El coche de motor de explosión, y más todavía el diésel, tienen otro problema a añadir a su larga lista de engorros. No solamente son muy ruidosos y contaminantes, sino que además no funcionan bien con los nuevos límites de velocidad en las ciudades. El problema está en una deficiencia técnica bien conocida desde finales del siglo XIX, cuando se puso a punto su tecnología.
A diferencia del motor eléctrico, que admite una regulación muy fina de la potencia y por tanto de la velocidad a la que mueve cualquier vehículo, el motor de explosión necesita un mecanismo intermedio entre el motor y el movimiento de las ruedas, el embrague, un artilugio que conecta y desconecta la potencia del motor. Conducir a 30 km/h y no digamos a 20 km/h exige una atención constante al embrague, que con tanto trajín termina estropeándose, y su reparación no es barata.
Algo parecido ocurre con el filtro de partículas que llevan los coches diésel, que necesita temperaturas muy altas –las que proporciona un motor a tope de potencia– para funcionar bien, quemando y eliminando los restos de partículas. A 30 km/h o menos el filtro no funciona bien y corre peligro de acabar entupido. Esto puede obligar a una costosa reparación.
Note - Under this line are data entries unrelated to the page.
//! ESB Telemetry Transmitter Library
//!
//! This library provides the core of an nRF52840-based telemetry transmitter.
//! A periodic timer samples a synthetic buffer and hands it to an Enhanced
//! ShockBurst (ESB) radio in PTX mode. A one-bit readiness handshake keeps
//! at most one transmission in flight.
//!
//! # Architecture
//!
//! The firmware is organized in layers:
//!
//! ```text
//! ┌─────────────────────────────────────────────────────────────┐
//! │                    APPLICATION LAYER                         │
//! │  Periodic Transmitter  │  Completion Handler  │  Status LEDs │
//! ├─────────────────────────────────────────────────────────────┤
//! │                     STARTUP LAYER                            │
//! │        HF clock bring-up  │  Radio init & addressing         │
//! ├─────────────────────────────────────────────────────────────┤
//! │                   HAL / DRIVER LAYER                         │
//! │  CLOCK  │  RADIO (ESB PTX)  │  GPIO  │  Sample timer         │
//! ├─────────────────────────────────────────────────────────────┤
//! │                    RTOS / SCHEDULER                          │
//! │           embassy-rs (async/await executor)                  │
//! └─────────────────────────────────────────────────────────────┘
//! ```
//!
//! # Concurrency
//!
//! Two contexts share state once startup is done: the sample timer
//! (drives [`radio::transmit::Transmitter`]) and the radio interrupt
//! (drives [`radio::event::CompletionHandler`]). The only state they share
//! is the [`radio::state::LinkState`] slot, which is a single atomic flag.
//!
//! # Design Principles
//!
//! - **Hardware behind traits**: clock, radio and display are collaborators
//! - **No unsafe in application code**: the only unsafe is the RADIO interrupt glue in `hal::esb`
//! - **Functional core, imperative shell**: Pure logic separated from I/O
//! - **Explicit error handling**: All fallible operations return `Result`

#![cfg_attr(not(feature = "std"), no_std)]
#![deny(unsafe_code)]
#![warn(missing_docs)]
#![warn(clippy::all)]
#![warn(clippy::pedantic)]
#![allow(clippy::module_name_repetitions)]

// This must go first so the macros are visible to every other module.
mod fmt;

// Re-export dependencies needed by applications (only in embedded mode)
#[cfg(feature = "embedded")]
pub use embassy_executor;
#[cfg(feature = "embedded")]
pub use embassy_nrf;
#[cfg(feature = "embedded")]
pub use embassy_time;

/// Hardware Abstraction Layer
///
/// nRF52840 glue for the clock, radio, GPIO and timer collaborators.
#[cfg(feature = "embedded")]
pub mod hal;

/// Radio Control Logic
///
/// Link slot, completion handling and the periodic transmitter.
pub mod radio;

/// Clock Bring-up
///
/// Busy-poll wait for the high-frequency clock.
pub mod power;

/// Status Indication
///
/// Display code projection and LED output.
pub mod ui;

/// Startup sequence
pub mod startup;

/// Shared types used across modules
pub mod types;

/// System configuration and constants
pub mod config;

/// Prelude module for common imports
#[cfg(feature = "embedded")]
pub mod prelude {
    //! Convenient re-exports for common types and traits.

    pub use crate::config::*;
    pub use crate::types::*;

    // Common traits
    pub use crate::power::ClockManager;
    pub use crate::radio::RadioLink;
    pub use crate::ui::StatusDisplay;
    pub use embedded_hal::digital::OutputPin;

    // Embassy
    pub use embassy_time::{Duration, Instant, Ticker, Timer};

    // Error handling
    pub use core::result::Result;

    // Logging
    pub use defmt::{debug, error, info, trace, warn};
}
Un coche de alta gama de los que se venden ahora alcanza su velocidad máxima en ciudad (es decir, 30 km/h) en 1,5 segundos. Incluso un utilitario básico como el Seat Ibiza tarda solo cuatro segundos en alcanzarla. A partir de ahí, al conductor urbano le espera una laboriosa conducción a base de tironear del embrague y rezar para que el filtro de partículas no se atasque. Sin contar otros problemas mecánicos asociados al intento de mover una máquina diseñada para alcanzar los 170 km/h (cualquier utilitario llega a esta velocidad, los coches caros pueden moverse a 240 km/h) a 30 km/h o menos.
La solución técnica consiste en comprarse un coche eléctrico, que no sufre con las bajas velocidades. Por ejemplo, el Volvo XC40 Recharge, un “SUV compacto totalmente eléctrico” capaz de acelerar de 0 a 100 km/h en menos de 5 segundos, “ha sido diseñado para una vida urbana moderna y mucho más”. Un SUV urbano es una gran contradicción, pero eso no arredra a los fabricantes de automóviles. El e-2008 de Peugeot (otro SUV), promete «aceleración ágil» y la libertad de poder conducir a cualquier lugar, incluso en zonas de restricción de emisiones. El ID.4 de Volkswagen (otro SUV) promete “una nueva forma de adrenalina”: “Con la etiqueta de 0 emisiones de la DGT, podrás conducir por el centro de la ciudad siempre que quieras”, acelerando de 0 a 100 en 8,5 segundos.
Todos estos coches son caros, entre 35.000 y 55.000 euros. El Plan MOVES III, que prevé ayudas de hasta 7.000 euros por vehículo, puede ser de ayuda pero no incluye fondos para cambiar coches diésel o de gasolina antiguos por versiones modernas. Muchas personas con poco dinero no se pueden comprar un eléctrico ni siquiera contando con las ayudas, y no tienen ayudas para actualizar su viejo coche de motor térmico. La industria lleva tiempo prometiendo coches eléctricos utilitarios al alcance de todo el mundo, pero por ahora se limita a sacar modelos eléctricos grandes y caros.
En Reino Unido se libra actualmente una áspera “batalla cultural”, entre los partidarios y los contrarios de los vecindarios de tráfico restringido o LTN (low-traffic neighbourhood). Es el mismo caso de algunos comerciantes de la calle Boltaña (distrito de San Blas-Canillejas, Madrid), algunos de los cuales se manifiestan todos los miércoles golpeando cacerolas contra la prevista peatonalización de su calle.
La reducción de velocidad a 30 y 20 km/h también va a levantar ásperas quejas, aunque salvará muchas vidas de peatones y ciclistas y mejorará la vida en la ciudad, que se hará menos ruidosa y contaminada. La incompatibilidad del coche de motor térmico (o del SUV eléctrico) con la ciudad cada día es más evidente, pero no se trata solo de un problema técnico a resolver con unos cuantos decretos, hay mucha más tela (cultural) que cortar.